**What you are asked to do:** Once the line with "let type_ok = self.entry_type.is_none_or(|t|" is found in the entries below, repeat it and each following line exactly, up to and including the line with "newest stored record.". Add no other lines.

**Input:**
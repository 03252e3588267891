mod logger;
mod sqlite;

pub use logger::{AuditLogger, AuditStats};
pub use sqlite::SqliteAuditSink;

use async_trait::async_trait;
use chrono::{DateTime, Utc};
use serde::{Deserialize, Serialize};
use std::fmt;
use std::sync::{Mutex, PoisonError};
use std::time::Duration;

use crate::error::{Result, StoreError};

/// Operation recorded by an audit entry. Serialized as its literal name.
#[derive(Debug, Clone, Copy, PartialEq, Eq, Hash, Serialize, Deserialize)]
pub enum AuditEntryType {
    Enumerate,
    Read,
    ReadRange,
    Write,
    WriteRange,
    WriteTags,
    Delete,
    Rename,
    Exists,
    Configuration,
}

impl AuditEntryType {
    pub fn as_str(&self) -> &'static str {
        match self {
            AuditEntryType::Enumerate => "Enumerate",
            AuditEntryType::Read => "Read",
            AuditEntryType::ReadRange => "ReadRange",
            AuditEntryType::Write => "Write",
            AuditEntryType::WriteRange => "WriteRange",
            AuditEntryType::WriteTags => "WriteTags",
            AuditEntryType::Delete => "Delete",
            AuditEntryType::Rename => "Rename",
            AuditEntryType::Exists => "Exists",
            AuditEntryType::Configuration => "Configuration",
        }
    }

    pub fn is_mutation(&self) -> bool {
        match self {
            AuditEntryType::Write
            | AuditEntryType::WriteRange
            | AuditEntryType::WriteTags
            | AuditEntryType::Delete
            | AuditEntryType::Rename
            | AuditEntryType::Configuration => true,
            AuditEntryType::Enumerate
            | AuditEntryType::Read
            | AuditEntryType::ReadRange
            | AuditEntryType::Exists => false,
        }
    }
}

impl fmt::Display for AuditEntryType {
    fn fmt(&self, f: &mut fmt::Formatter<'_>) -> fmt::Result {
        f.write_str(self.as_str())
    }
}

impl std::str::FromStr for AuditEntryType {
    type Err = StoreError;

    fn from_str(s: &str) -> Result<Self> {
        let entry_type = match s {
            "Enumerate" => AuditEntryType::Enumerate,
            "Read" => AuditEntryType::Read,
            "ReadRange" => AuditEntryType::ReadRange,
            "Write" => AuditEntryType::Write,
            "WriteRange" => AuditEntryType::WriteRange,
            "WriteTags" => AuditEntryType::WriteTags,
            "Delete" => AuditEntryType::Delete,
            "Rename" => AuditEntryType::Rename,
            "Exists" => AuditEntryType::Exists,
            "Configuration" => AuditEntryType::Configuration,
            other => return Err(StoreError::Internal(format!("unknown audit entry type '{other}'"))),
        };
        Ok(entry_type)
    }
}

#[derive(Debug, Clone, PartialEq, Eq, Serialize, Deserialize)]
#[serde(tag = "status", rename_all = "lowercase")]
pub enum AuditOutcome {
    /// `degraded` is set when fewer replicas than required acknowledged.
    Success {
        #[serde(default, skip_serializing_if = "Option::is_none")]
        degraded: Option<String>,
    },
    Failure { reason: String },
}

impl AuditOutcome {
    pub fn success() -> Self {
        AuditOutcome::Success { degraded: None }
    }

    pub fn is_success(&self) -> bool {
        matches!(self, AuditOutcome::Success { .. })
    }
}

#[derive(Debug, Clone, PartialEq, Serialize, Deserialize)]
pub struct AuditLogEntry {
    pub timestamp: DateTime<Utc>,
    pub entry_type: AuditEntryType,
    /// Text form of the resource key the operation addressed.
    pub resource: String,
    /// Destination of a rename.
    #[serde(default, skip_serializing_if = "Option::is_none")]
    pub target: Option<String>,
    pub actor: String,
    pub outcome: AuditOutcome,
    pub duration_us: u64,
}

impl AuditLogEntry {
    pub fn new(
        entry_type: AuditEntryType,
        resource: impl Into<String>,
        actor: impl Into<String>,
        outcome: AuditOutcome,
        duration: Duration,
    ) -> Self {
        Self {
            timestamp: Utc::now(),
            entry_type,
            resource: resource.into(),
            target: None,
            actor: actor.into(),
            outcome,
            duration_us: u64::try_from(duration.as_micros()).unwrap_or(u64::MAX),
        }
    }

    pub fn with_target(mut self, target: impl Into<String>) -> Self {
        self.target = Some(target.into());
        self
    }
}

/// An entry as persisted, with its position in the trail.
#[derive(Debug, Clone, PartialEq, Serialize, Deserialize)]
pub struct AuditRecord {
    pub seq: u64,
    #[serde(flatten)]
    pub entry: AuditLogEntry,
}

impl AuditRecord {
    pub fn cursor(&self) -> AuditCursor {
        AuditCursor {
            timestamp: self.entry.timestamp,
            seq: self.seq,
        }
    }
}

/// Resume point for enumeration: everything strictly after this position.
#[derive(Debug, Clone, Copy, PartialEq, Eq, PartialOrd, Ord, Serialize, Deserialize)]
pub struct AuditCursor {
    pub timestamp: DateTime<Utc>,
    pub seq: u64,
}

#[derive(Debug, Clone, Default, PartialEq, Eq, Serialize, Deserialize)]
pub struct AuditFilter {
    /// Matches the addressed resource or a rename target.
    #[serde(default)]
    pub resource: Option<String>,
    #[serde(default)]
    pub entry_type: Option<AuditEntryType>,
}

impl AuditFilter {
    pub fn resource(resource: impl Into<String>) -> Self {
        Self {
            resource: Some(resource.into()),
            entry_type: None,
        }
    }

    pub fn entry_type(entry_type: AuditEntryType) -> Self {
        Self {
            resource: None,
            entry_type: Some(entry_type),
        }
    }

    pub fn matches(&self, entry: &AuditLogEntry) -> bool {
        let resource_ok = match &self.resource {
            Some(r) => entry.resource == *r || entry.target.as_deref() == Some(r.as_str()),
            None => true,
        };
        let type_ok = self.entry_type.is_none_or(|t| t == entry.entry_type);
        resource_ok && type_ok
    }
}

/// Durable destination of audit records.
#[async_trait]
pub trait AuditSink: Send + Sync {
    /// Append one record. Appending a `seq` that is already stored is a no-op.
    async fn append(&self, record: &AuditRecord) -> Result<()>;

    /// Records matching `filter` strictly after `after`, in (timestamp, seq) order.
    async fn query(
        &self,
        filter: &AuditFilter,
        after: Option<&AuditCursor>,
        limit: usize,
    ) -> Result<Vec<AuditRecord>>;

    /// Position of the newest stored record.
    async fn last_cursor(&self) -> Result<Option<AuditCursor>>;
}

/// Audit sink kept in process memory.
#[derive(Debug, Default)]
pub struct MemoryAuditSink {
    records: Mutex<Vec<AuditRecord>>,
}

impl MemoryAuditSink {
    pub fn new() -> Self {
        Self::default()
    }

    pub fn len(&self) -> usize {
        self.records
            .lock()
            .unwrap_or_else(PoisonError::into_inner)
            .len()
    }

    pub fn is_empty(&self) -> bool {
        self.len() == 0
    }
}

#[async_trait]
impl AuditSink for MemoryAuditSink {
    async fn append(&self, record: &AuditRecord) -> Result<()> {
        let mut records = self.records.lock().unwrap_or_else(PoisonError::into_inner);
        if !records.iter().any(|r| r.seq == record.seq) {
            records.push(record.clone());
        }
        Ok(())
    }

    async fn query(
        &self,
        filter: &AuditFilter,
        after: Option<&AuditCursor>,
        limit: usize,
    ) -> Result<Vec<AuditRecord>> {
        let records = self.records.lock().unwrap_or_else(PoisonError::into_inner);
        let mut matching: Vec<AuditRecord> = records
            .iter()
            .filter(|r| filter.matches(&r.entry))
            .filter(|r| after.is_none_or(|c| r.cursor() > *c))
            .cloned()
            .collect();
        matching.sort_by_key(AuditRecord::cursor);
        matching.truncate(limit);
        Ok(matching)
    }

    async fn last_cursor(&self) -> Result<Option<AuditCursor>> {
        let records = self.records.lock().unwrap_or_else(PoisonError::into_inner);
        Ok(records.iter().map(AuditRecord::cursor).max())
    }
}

* * *

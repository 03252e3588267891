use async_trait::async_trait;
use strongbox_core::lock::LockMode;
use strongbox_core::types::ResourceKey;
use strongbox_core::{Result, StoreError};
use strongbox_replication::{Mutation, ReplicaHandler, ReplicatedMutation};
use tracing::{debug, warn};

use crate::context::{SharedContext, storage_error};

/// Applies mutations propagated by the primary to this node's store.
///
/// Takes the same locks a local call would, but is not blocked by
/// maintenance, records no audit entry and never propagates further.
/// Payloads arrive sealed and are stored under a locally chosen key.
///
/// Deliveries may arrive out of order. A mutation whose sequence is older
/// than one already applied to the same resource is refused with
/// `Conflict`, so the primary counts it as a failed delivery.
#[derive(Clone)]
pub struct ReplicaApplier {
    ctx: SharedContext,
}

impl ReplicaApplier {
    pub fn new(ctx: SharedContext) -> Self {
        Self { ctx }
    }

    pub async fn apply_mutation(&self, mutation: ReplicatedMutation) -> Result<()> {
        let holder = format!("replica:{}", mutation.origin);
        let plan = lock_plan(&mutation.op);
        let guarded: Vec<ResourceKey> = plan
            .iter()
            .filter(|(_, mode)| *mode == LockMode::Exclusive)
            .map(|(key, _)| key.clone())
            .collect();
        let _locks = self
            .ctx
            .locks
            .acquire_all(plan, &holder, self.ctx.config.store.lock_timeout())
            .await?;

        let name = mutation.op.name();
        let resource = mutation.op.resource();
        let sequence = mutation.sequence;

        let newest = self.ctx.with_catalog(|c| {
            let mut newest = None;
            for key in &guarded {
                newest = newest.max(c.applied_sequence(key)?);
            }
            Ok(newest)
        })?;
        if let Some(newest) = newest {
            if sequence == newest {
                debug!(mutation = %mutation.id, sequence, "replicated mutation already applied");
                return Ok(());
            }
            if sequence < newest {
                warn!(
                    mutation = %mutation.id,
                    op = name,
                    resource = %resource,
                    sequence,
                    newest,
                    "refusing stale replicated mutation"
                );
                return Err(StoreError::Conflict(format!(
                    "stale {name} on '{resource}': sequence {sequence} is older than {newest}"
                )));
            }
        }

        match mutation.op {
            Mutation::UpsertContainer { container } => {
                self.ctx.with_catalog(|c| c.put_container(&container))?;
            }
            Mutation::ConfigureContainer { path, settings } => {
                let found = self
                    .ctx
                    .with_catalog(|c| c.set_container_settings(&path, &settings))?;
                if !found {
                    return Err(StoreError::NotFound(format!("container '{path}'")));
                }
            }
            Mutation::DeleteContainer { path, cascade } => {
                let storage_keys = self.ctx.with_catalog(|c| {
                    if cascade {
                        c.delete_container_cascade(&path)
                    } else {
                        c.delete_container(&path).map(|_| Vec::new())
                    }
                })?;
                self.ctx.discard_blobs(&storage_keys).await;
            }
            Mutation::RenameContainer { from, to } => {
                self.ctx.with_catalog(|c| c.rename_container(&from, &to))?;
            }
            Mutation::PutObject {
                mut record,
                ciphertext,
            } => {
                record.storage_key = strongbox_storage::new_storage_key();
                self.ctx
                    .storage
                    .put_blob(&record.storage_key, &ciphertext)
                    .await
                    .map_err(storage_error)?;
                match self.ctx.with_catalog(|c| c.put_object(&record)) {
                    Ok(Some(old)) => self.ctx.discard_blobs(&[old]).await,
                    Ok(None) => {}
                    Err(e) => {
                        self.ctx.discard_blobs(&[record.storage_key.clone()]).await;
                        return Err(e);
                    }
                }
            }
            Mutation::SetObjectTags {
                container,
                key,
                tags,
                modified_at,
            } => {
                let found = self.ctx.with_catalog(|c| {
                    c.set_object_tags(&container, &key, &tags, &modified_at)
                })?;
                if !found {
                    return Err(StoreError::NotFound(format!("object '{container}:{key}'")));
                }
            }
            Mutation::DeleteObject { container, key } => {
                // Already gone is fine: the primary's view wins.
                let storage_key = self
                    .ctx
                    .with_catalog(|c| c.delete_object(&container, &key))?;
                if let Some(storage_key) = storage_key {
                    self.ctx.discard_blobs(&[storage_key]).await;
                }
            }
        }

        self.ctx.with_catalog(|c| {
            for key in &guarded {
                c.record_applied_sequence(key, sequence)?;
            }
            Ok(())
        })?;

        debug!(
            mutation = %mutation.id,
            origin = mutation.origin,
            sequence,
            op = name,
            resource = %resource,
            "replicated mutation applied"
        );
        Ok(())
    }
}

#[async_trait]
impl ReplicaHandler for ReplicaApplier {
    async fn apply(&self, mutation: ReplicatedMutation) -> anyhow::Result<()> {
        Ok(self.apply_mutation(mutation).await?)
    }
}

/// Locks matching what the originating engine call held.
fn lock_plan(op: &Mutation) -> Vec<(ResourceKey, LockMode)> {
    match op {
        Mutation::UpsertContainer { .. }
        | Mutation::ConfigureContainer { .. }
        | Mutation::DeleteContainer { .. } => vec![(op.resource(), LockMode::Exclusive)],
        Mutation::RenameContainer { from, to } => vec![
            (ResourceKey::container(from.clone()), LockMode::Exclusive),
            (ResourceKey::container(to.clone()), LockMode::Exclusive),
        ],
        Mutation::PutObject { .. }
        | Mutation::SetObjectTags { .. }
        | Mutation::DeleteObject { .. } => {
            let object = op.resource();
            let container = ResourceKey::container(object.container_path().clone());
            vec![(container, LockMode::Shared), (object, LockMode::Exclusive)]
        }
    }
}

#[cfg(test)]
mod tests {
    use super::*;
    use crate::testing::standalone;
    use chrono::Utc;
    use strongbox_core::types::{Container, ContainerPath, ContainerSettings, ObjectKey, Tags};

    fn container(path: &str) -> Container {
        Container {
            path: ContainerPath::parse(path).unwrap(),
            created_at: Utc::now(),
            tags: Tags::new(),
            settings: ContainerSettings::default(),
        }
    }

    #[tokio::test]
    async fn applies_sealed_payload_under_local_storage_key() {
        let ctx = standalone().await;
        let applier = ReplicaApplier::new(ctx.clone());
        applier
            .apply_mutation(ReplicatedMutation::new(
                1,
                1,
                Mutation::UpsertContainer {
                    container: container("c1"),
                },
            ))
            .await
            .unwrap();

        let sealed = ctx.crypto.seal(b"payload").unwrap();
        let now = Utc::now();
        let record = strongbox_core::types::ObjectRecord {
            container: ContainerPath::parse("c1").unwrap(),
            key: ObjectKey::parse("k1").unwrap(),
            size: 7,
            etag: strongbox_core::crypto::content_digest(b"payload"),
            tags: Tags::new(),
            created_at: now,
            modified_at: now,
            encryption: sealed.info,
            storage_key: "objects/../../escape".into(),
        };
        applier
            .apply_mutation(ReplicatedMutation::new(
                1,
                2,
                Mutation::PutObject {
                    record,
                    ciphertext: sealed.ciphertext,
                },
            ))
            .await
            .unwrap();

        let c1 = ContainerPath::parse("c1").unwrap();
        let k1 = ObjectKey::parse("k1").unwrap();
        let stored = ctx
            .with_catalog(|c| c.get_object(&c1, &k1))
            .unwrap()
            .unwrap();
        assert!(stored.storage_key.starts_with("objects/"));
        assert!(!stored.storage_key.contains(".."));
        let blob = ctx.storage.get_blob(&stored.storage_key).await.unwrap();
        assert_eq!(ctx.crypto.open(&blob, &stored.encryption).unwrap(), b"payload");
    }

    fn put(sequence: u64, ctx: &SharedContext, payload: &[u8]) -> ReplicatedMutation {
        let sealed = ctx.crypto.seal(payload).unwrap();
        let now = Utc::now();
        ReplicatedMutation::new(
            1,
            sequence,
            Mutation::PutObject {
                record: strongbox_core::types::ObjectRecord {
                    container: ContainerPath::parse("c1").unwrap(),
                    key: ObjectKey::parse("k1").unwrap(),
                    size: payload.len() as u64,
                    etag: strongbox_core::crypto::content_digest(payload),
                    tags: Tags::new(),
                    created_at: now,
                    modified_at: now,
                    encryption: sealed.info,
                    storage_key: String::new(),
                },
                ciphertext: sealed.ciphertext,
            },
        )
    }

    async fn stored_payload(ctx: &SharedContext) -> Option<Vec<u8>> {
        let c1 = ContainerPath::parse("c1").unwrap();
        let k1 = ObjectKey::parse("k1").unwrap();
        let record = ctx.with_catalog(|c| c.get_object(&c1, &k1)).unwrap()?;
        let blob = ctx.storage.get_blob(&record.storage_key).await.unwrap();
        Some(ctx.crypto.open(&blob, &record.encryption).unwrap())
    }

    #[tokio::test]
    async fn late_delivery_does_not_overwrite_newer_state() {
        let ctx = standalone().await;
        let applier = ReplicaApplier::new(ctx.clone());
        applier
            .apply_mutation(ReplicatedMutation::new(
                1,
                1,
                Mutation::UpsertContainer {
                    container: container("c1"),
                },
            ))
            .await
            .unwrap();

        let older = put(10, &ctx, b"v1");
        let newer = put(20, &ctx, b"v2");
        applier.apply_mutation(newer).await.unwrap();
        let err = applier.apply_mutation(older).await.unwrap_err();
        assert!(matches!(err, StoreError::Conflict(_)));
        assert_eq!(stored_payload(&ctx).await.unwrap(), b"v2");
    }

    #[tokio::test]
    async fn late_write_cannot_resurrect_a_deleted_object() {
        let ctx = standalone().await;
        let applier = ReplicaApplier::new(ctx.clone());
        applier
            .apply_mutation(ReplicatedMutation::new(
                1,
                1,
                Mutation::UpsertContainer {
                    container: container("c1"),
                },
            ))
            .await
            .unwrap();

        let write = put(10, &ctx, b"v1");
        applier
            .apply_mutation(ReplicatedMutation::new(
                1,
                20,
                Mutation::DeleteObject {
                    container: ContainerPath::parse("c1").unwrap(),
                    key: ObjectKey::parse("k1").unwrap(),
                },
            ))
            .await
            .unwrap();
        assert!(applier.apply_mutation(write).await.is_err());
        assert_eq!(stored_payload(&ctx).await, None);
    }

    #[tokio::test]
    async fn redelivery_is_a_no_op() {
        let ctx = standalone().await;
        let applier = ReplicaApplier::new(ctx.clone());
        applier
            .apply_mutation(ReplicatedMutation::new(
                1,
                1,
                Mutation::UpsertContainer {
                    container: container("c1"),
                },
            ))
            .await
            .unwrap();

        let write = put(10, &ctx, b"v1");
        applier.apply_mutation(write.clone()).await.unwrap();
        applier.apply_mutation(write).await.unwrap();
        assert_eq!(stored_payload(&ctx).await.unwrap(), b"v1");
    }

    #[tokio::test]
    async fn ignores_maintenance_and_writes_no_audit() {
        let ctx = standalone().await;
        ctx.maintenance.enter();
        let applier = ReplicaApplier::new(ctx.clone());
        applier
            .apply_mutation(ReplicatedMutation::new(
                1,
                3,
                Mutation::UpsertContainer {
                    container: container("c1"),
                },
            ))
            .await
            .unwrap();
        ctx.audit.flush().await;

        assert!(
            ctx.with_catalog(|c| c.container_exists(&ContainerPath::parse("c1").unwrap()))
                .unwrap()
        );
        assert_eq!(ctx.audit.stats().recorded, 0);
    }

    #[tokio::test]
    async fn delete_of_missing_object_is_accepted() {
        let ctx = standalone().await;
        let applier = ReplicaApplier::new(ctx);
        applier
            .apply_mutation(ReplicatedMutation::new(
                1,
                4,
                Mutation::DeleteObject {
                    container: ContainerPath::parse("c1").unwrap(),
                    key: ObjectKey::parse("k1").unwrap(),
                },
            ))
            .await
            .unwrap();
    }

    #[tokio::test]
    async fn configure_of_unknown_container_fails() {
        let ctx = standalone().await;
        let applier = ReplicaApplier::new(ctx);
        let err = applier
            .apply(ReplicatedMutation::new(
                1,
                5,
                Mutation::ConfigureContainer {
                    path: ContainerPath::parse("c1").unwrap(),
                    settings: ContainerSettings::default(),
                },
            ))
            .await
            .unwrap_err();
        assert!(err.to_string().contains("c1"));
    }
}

**Task result:**
        let type_ok = self.entry_type.is_none_or(|t| t == entry.entry_type);
        resource_ok && type_ok
    }
}

/// Durable destination of audit records.
#[async_trait]
pub trait AuditSink: Send + Sync {
    /// Append one record. Appending a `seq` that is already stored is a no-op.
    async fn append(&self, record: &AuditRecord) -> Result<()>;

    /// Records matching `filter` strictly after `after`, in (timestamp, seq) order.
    async fn query(
        &self,
        filter: &AuditFilter,
        after: Option<&AuditCursor>,
        limit: usize,
    ) -> Result<Vec<AuditRecord>>;

    /// Position of the newest stored record.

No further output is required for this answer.